Introduction

Sylvia Gonzalez spent a day in jail because her political opponents wanted to teach the then-72-year-old grandmother and city councilwoman a lesson. The mayor and police chief of Castle Hills, Texas, used trumped-up charges to jail Sylvia in retaliation for speech critical of another local government official. The charges were later dropped. 1

Allan Minnerath saw his company’s trucks and drivers detained for hours by an overzealous county road engineer in Mahnomen County, Minnesota. The official, who opposed a state contract awarded to Allan’s firm, decided to do something about it: He changed the weight limits on roads he knew the trucks would travel, then played traffic cop by personally stopping the now-overweight vehicles. 2

Shaniz West had her Caldwell, Idaho, home destroyed by police after she gave them permission to search the residence for her fugitive ex-boyfriend. Rather than use the keys she gave them, police shot tear gas grenades into the home, rendering it uninhabitable and ruining all of Shaniz’s and her children’s belongings. 3

Sylvia Gonzalez

Sylvia, Allan, and Shaniz are Institute for Justice clients whose constitutional rights were violated by government officials, and all three sought justice by suing those government officials. But Sylvia, Allan, and Shaniz have something else in common: The government officials who violated their rights invoked a contentious court-made doctrine known as qualified immunity to try to escape the lawsuits. 4  Bringing a lawsuit is the only way for Americans to directly hold government officials accountable and enforce our rights, but qualified immunity, along with similar doctrines, has made it harder and harder to do. 5

Created by the U.S. Supreme Court in 1982, qualified immunity is a special protection for government officials. 6  Under the doctrine, officials cannot be sued or held civilly liable for violating a person’s constitutional rights unless the person can identify a previous decision from the Supreme Court or the federal appellate court in the same jurisdiction “clearly establishing” that such conduct is unconstitutional. And this protection applies even if officials intentionally, maliciously, or unreasonably violated the Constitution. Indeed, courts have granted qualified immunity to officials accused of all sorts of egregious conduct. This includes Denver police officers who threatened to arrest a man for recording them, then illegally searched his device for the video. 7  It also includes Texas Medical Board investigators who conducted a warrantless search of a doctor’s office for patients’ medical records. 8

Qualified immunity applies even if officials intentionally, maliciously, or unreasonably violated the Constitution.

This immunity does not exist in civil cases between private parties. 9  If you sue someone for injuring you in a car crash, they must go to court to argue that they are not responsible. With qualified immunity, government officials go to court to argue that they cannot be sued—even if they did, in fact, violate your constitutional rights.
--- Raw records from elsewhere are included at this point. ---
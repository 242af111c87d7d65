// Run command - replay an event stream through the progress reporter

use anyhow::{Context, Result};
use std::fs::File;
use std::io::{self, BufReader, BufWriter, Write};
use tracing::{info, warn};

use crate::cli::Cli;
use crate::config::ReporterSettings;
use crate::events;
use crate::report::{ConsoleWriter, EchoCollector, ProgressReporter};

/// Build the console writer described by `settings`
pub fn build_writer(
    sink: Box<dyn Write>,
    settings: &ReporterSettings,
    collector: Option<&EchoCollector>,
) -> ConsoleWriter {
    let writer = ConsoleWriter::new(sink)
        .with_color(settings.color_enabled)
        .with_auto_flush(settings.auto_flush)
        .with_html_escape(settings.html_escape_output);

    match collector {
        Some(collector) => writer.with_echo(collector.clone()),
        None => writer,
    }
}

pub fn run_events(cli: &Cli, settings: &ReporterSettings) -> Result<()> {
    let sink: Box<dyn Write> = match &cli.output {
        Some(path) => {
            let file = File::create(path)
                .with_context(|| format!("Failed to create report file: {}", path.display()))?;
            Box::new(BufWriter::new(file))
        }
        None => Box::new(io::stdout()),
    };

    let collector = settings.ci_echo_enabled.then(EchoCollector::new);
    if collector.is_some() {
        info!("CI echo enabled");
    } else if let Some(path) = &settings.ci_echo_output {
        warn!(
            "CI echo is disabled, {} will not be written (set {} or pass --ci-echo)",
            path.display(),
            settings.ci_env_var
        );
    }

    let writer = build_writer(sink, settings, collector.as_ref());
    let mut reporter = ProgressReporter::new(writer)
        .with_ci_echo(settings.ci_echo_enabled)
        .with_debug(settings.debug);

    let summary = match cli.events_path() {
        Some(path) => {
            let file = File::open(path)
                .with_context(|| format!("Failed to open event stream: {}", path.display()))?;
            events::replay(BufReader::new(file), &mut reporter)?
        }
        None => events::replay(io::stdin().lock(), &mut reporter)?,
    };

    info!(
        "Replayed {} event(s), {} test(s), {} assertion(s)",
        summary.events,
        reporter.tally().tests,
        reporter.num_assertions()
    );

    if let (Some(collector), Some(path)) = (&collector, &settings.ci_echo_output) {
        std::fs::write(path, collector.contents())
            .with_context(|| format!("Failed to write CI echo buffer: {}", path.display()))?;
        info!("CI echo buffer written to {}", path.display());
    }

    Ok(())
}
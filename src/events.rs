// Lifecycle event stream - JSON lines replayed into a listener

use std::io::BufRead;
use std::time::Duration;

use anyhow::{Context, Result};
use serde::{Deserialize, Serialize};
use tracing::{debug, info, warn};

use crate::report::TestOutcomeListener;
use crate::state::{Fault, TestInfo};

/// One line of the event stream
#[derive(Debug, Clone, PartialEq, Serialize, Deserialize)]
#[serde(tag = "event", rename_all = "snake_case")]
pub enum TestEvent {
    SuiteStart {
        #[serde(default)]
        count: Option<usize>,
    },
    TestStart {
        test: TestInfo,
    },
    TestEnd {
        test: TestInfo,
        #[serde(default)]
        elapsed: Option<f64>,
    },
    TestError {
        test: TestInfo,
        fault: Fault,
        #[serde(default)]
        elapsed: Option<f64>,
    },
    TestFailure {
        test: TestInfo,
        fault: Fault,
        #[serde(default)]
        elapsed: Option<f64>,
    },
    TestWarning {
        test: TestInfo,
        fault: Fault,
        #[serde(default)]
        elapsed: Option<f64>,
    },
    TestIncomplete {
        test: TestInfo,
        fault: Fault,
        #[serde(default)]
        elapsed: Option<f64>,
    },
    TestRisky {
        test: TestInfo,
        fault: Fault,
        #[serde(default)]
        elapsed: Option<f64>,
    },
    TestSkipped {
        test: TestInfo,
        fault: Fault,
        #[serde(default)]
        elapsed: Option<f64>,
    },
    SuiteEnd,
}

/// Seconds as a duration; negative or non-finite values become zero
pub fn elapsed_duration(seconds: Option<f64>) -> Duration {
    seconds
        .and_then(|s| Duration::try_from_secs_f64(s).ok())
        .unwrap_or_default()
}

/// Parse a single event line
pub fn parse_event(line: &str) -> serde_json::Result<TestEvent> {
    serde_json::from_str(line)
}

/// Forward one event to the listener
pub fn dispatch<L>(listener: &mut L, event: &TestEvent) -> crate::report::Result<()>
where
    L: TestOutcomeListener + ?Sized,
{
    match event {
        TestEvent::SuiteStart { count } => {
            if let Some(count) = count {
                info!("Suite started with {} test(s)", count);
            }
            Ok(())
        }
        TestEvent::TestStart { test } => listener.on_test_start(test),
        TestEvent::TestEnd { test, elapsed } => {
            listener.on_test_end(test, elapsed_duration(*elapsed))
        }
        TestEvent::TestError {
            test,
            fault,
            elapsed,
        } => listener.on_error(test, fault, elapsed_duration(*elapsed)),
        TestEvent::TestFailure {
            test,
            fault,
            elapsed,
        } => listener.on_failure(test, fault, elapsed_duration(*elapsed)),
        TestEvent::TestWarning {
            test,
            fault,
            elapsed,
        } => listener.on_warning(test, fault, elapsed_duration(*elapsed)),
        TestEvent::TestIncomplete {
            test,
            fault,
            elapsed,
        } => listener.on_incomplete(test, fault, elapsed_duration(*elapsed)),
        TestEvent::TestRisky {
            test,
            fault,
            elapsed,
        } => listener.on_risky(test, fault, elapsed_duration(*elapsed)),
        TestEvent::TestSkipped {
            test,
            fault,
            elapsed,
        } => listener.on_skipped(test, fault, elapsed_duration(*elapsed)),
        TestEvent::SuiteEnd => listener.on_run_end(),
    }
}

/// Outcome of a replay
#[derive(Debug, Clone, Default, PartialEq, Eq)]
pub struct ReplaySummary {
    pub events: usize,
    pub saw_suite_end: bool,
}

/// Replay a JSON-lines event stream into `listener`.
///
/// `on_run_end` is called exactly once, even when the stream has no
/// `suite_end` event. Events after `suite_end` are ignored.
pub fn replay<R, L>(reader: R, listener: &mut L) -> Result<ReplaySummary>
where
    R: BufRead,
    L: TestOutcomeListener + ?Sized,
{
    let mut summary = ReplaySummary::default();

    for (index, line) in reader.lines().enumerate() {
        let line_no = index + 1;
        let line = line.with_context(|| format!("Failed to read event stream at line {}", line_no))?;
        let line = line.trim();
        if line.is_empty() {
            continue;
        }

        let event = parse_event(line)
            .with_context(|| format!("Invalid event on line {}", line_no))?;

        if summary.saw_suite_end {
            warn!("Ignoring event on line {} after suite_end", line_no);
            continue;
        }

        debug!("Dispatching event from line {}", line_no);
        dispatch(&mut *listener, &event)
            .with_context(|| format!("Failed to report event on line {}", line_no))?;

        summary.events += 1;
        if event == TestEvent::SuiteEnd {
            summary.saw_suite_end = true;
        }
    }

    if !summary.saw_suite_end {
        listener
            .on_run_end()
            .context("Failed to finish report")?;
    }

    Ok(summary)
}

#[cfg(test)]
mod tests {
    use super::*;

    #[test]
    fn test_parse_test_start() {
        let event =
            parse_event(r#"{"event":"test_start","test":{"name":"a","class":"T"}}"#).unwrap();
        assert_eq!(
            event,
            TestEvent::TestStart {
                test: TestInfo::new("a").with_class("T")
            }
        );
    }

    #[test]
    fn test_parse_failure_with_fault() {
        let event = parse_event(
            r#"{"event":"test_failure","test":{"name":"b"},"fault":{"message":"m","description":"d"},"elapsed":0.5}"#,
        )
        .unwrap();
        assert_eq!(
            event,
            TestEvent::TestFailure {
                test: TestInfo::new("b"),
                fault: Fault::new("m").with_description("d"),
                elapsed: Some(0.5),
            }
        );
    }

    #[test]
    fn test_parse_suite_end() {
        assert_eq!(
            parse_event(r#"{"event":"suite_end"}"#).unwrap(),
            TestEvent::SuiteEnd
        );
    }

    #[test]
    fn test_parse_unknown_event() {
        assert!(parse_event(r#"{"event":"test_exploded"}"#).is_err());
        assert!(parse_event("not json").is_err());
    }

    #[test]
    fn test_elapsed_duration() {
        assert_eq!(elapsed_duration(None), Duration::ZERO);
        assert_eq!(elapsed_duration(Some(-1.0)), Duration::ZERO);
        assert_eq!(elapsed_duration(Some(f64::NAN)), Duration::ZERO);
        assert_eq!(elapsed_duration(Some(1.5)), Duration::from_millis(1500));
    }
}
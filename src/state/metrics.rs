// Run tallies used by the footer

use crate::state::Outcome;
use serde::Serialize;

/// Outcome counts accumulated over a run
#[derive(Debug, Clone, Default, PartialEq, Eq, Serialize)]
pub struct RunTally {
    pub tests: u64,
    pub assertions: u64,
    pub errors: u64,
    pub failures: u64,
    pub warnings: u64,
    pub skipped: u64,
    pub incomplete: u64,
    pub risky: u64,
}

impl RunTally {
    /// Record an outcome token
    pub fn record(&mut self, outcome: Outcome) {
        match outcome {
            Outcome::Pass => {}
            Outcome::Fail => self.failures += 1,
            Outcome::Error => self.errors += 1,
            Outcome::Warning => self.warnings += 1,
            Outcome::Incomplete => self.incomplete += 1,
            Outcome::Risky => self.risky += 1,
            Outcome::Skipped | Outcome::Skipping => self.skipped += 1,
        }
    }

    /// Any errors, failures or warnings
    pub fn was_successful(&self) -> bool {
        self.errors == 0 && self.failures == 0 && self.warnings == 0
    }

    /// Successful, but something was skipped, incomplete or risky
    pub fn has_notices(&self) -> bool {
        self.skipped > 0 || self.incomplete > 0 || self.risky > 0
    }

    /// `Tests: N, Assertions: M, ...` line, listing only non-zero counts
    pub fn counts_line(&self) -> String {
        let mut line = format!("Tests: {}, Assertions: {}", self.tests, self.assertions);
        let extras = [
            ("Errors", self.errors),
            ("Failures", self.failures),
            ("Warnings", self.warnings),
            ("Skipped", self.skipped),
            ("Incomplete", self.incomplete),
            ("Risky", self.risky),
        ];
        for (label, count) in extras {
            if count > 0 {
                line.push_str(&format!(", {}: {}", label, count));
            }
        }
        line.push('.');
        line
    }
}
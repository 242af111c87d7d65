// Test descriptors handed to the reporter by the runner

use serde::{Deserialize, Serialize};

/// Test being reported
#[derive(Debug, Clone, PartialEq, Eq, Default, Serialize, Deserialize)]
pub struct TestInfo {
    pub name: String,

    #[serde(default, skip_serializing_if = "Option::is_none")]
    pub class: Option<String>,

    /// Assertions performed; `None` for test cases that don't expose a count
    #[serde(default, skip_serializing_if = "Option::is_none")]
    pub assertions: Option<u64>,

    /// Output captured while the test ran
    #[serde(default, skip_serializing_if = "Option::is_none")]
    pub output: Option<String>,

    /// The test asserts on its own output, so it is not echoed
    #[serde(default)]
    pub expects_output: bool,
}

impl TestInfo {
    /// Create a test descriptor with just a name
    pub fn new(name: impl Into<String>) -> Self {
        Self {
            name: name.into(),
            ..Self::default()
        }
    }

    pub fn with_class(mut self, class: impl Into<String>) -> Self {
        self.class = Some(class.into());
        self
    }

    pub fn with_assertions(mut self, assertions: u64) -> Self {
        self.assertions = Some(assertions);
        self
    }

    pub fn with_output(mut self, output: impl Into<String>) -> Self {
        self.output = Some(output.into());
        self
    }

    pub fn expecting_output(mut self) -> Self {
        self.expects_output = true;
        self
    }

    /// Human readable description, `Class::name` when the class is known
    pub fn describe(&self) -> String {
        match &self.class {
            Some(class) if !class.is_empty() => format!("{}::{}", class, self.name),
            _ => self.name.clone(),
        }
    }

    /// Assertion count contributed to the run total
    pub fn assertion_count(&self) -> u64 {
        self.assertions.unwrap_or(1)
    }

    /// Captured output that should be echoed after the token
    pub fn echoed_output(&self) -> Option<&str> {
        if self.expects_output {
            return None;
        }
        self.output.as_deref().filter(|output| !output.is_empty())
    }
}

/// Error, failure or skip reason attached to a test
#[derive(Debug, Clone, PartialEq, Eq, Default, Serialize, Deserialize)]
pub struct Fault {
    pub message: String,

    /// Full rendering, including trace
    #[serde(default, skip_serializing_if = "Option::is_none")]
    pub description: Option<String>,
}

impl Fault {
    pub fn new(message: impl Into<String>) -> Self {
        Self {
            message: message.into(),
            description: None,
        }
    }

    pub fn with_description(mut self, description: impl Into<String>) -> Self {
        self.description = Some(description.into());
        self
    }

    /// Full description, falling back to the message
    pub fn description(&self) -> &str {
        self.description.as_deref().unwrap_or(&self.message)
    }
}
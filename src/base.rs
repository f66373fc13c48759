// SPDX-License-Identifier: AGPL-3.0-or-later
//
// Copyright (C) 2025 Daniel Negri
//
// This program is free software: you can redistribute it and/or modify
// it under the terms of the GNU Affero General Public License as published by
// the Free Software Foundation, either version 3 of the License, or
// (at your option) any later version.
//
// This program is distributed in the hope that it will be useful,
// but WITHOUT ANY WARRANTY; without even the implied warranty of
// MERCHANTABILITY or FITNESS FOR A PARTICULAR PURPOSE. See the
// GNU Affero General Public License for more details.
//
// You should have received a copy of the GNU Affero General Public License
// along with this program. If not, see <https://www.gnu.org/licenses/>.

//! Core identifier types for books, borrowers, and loans.
//!
//! Ids are allocated by the owning component from an atomic counter
//! starting at 1. They are monotonically increasing and never reused.

use serde::{Deserialize, Serialize};
use std::fmt;

/// Unique identifier for a book title in the catalog.
#[derive(Debug, Clone, Copy, PartialEq, Eq, PartialOrd, Ord, Hash, Deserialize, Serialize)]
#[serde(transparent)]
pub struct BookId(pub u32);

impl fmt::Display for BookId {
    fn fmt(&self, f: &mut fmt::Formatter<'_>) -> fmt::Result {
        write!(f, "{}", self.0)
    }
}

/// Unique identifier for a registered borrower.
#[derive(Debug, Clone, Copy, PartialEq, Eq, PartialOrd, Ord, Hash, Deserialize, Serialize)]
#[serde(transparent)]
pub struct BorrowerId(pub u32);

impl fmt::Display for BorrowerId {
    fn fmt(&self, f: &mut fmt::Formatter<'_>) -> fmt::Result {
        write!(f, "{}", self.0)
    }
}

/// Unique identifier for a loan record.
///
/// Wraps a `u64`; loan ids are globally unique across all books and
/// borrowers, and their numeric order is the order loans were issued.
#[derive(Debug, Clone, Copy, PartialEq, Eq, PartialOrd, Ord, Hash, Deserialize, Serialize)]
#[serde(transparent)]
pub struct LoanId(pub u64);

impl fmt::Display for LoanId {
    fn fmt(&self, f: &mut fmt::Formatter<'_>) -> fmt::Result {
        write!(f, "{}", self.0)
    }
}
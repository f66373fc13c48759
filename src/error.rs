// SPDX-License-Identifier: AGPL-3.0-or-later
//
// Copyright (C) 2025 Daniel Negri
//
// This program is free software: you can redistribute it and/or modify
// it under the terms of the GNU Affero General Public License as published by
// the Free Software Foundation, either version 3 of the License, or
// (at your option) any later version.
//
// This program is distributed in the hope that it will be useful,
// but WITHOUT ANY WARRANTY; without even the implied warranty of
// MERCHANTABILITY or FITNESS FOR A PARTICULAR PURPOSE. See the
// GNU Affero General Public License for more details.
//
// You should have received a copy of the GNU Affero General Public License
// along with this program. If not, see <https://www.gnu.org/licenses/>.

//! Error types for ledger operations.
//!
//! Every variant except [`LedgerError::Storage`] is caller-recoverable:
//! the operation that produced it performed no mutation of shared state,
//! and a retry with corrected input is safe. `Storage` is the fatal
//! class for durable-write faults and aborts the in-flight operation
//! without partial effect.

use crate::base::{BookId, BorrowerId, LoanId};
use thiserror::Error;

/// Result alias used throughout the crate.
pub type LedgerResult<T> = Result<T, LedgerError>;

/// Ledger operation errors.
#[derive(Error, Debug, Clone, PartialEq, Eq)]
pub enum LedgerError {
    /// Malformed or out-of-range input (empty required text,
    /// non-positive copy count or loan duration).
    #[error("invalid argument: {0}")]
    InvalidArgument(&'static str),

    /// Referenced book id does not exist in the catalog.
    #[error("book {0} not found")]
    BookNotFound(BookId),

    /// Referenced borrower id does not exist in the directory.
    #[error("borrower {0} not found")]
    BorrowerNotFound(BorrowerId),

    /// Referenced loan id does not exist in the loan log.
    #[error("loan {0} not found")]
    LoanNotFound(LoanId),

    /// A book with this ISBN already exists.
    #[error("duplicate ISBN: {0}")]
    DuplicateIsbn(String),

    /// Every copy of the title is currently on loan.
    #[error("no copies of book {0} available")]
    NoCopiesAvailable(BookId),

    /// Durable-storage fault (load or save). Fatal for the in-flight
    /// operation; shared in-memory state is left untouched.
    #[error("storage failure: {0}")]
    Storage(String),
}

impl From<std::io::Error> for LedgerError {
    fn from(err: std::io::Error) -> Self {
        LedgerError::Storage(err.to_string())
    }
}

impl From<csv::Error> for LedgerError {
    fn from(err: csv::Error) -> Self {
        LedgerError::Storage(err.to_string())
    }
}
This study describes how qualified immunity works in federal appellate courts using the largest ever collection of cases, covering the 11-year period from 2010 through 2020. It is the first to use cutting-edge automated techniques to parse thousands of federal appellate opinions and answer key questions about cases where government defendants claim qualified immunity: how common they are, who wins them, how long they take, and what kinds of government officials and alleged constitutional violations they involve. The answers offer new evidence about the kinds of officials and conduct qualified immunity protects, its impact on civil rights cases, and whether the doctrine is achieving its aims.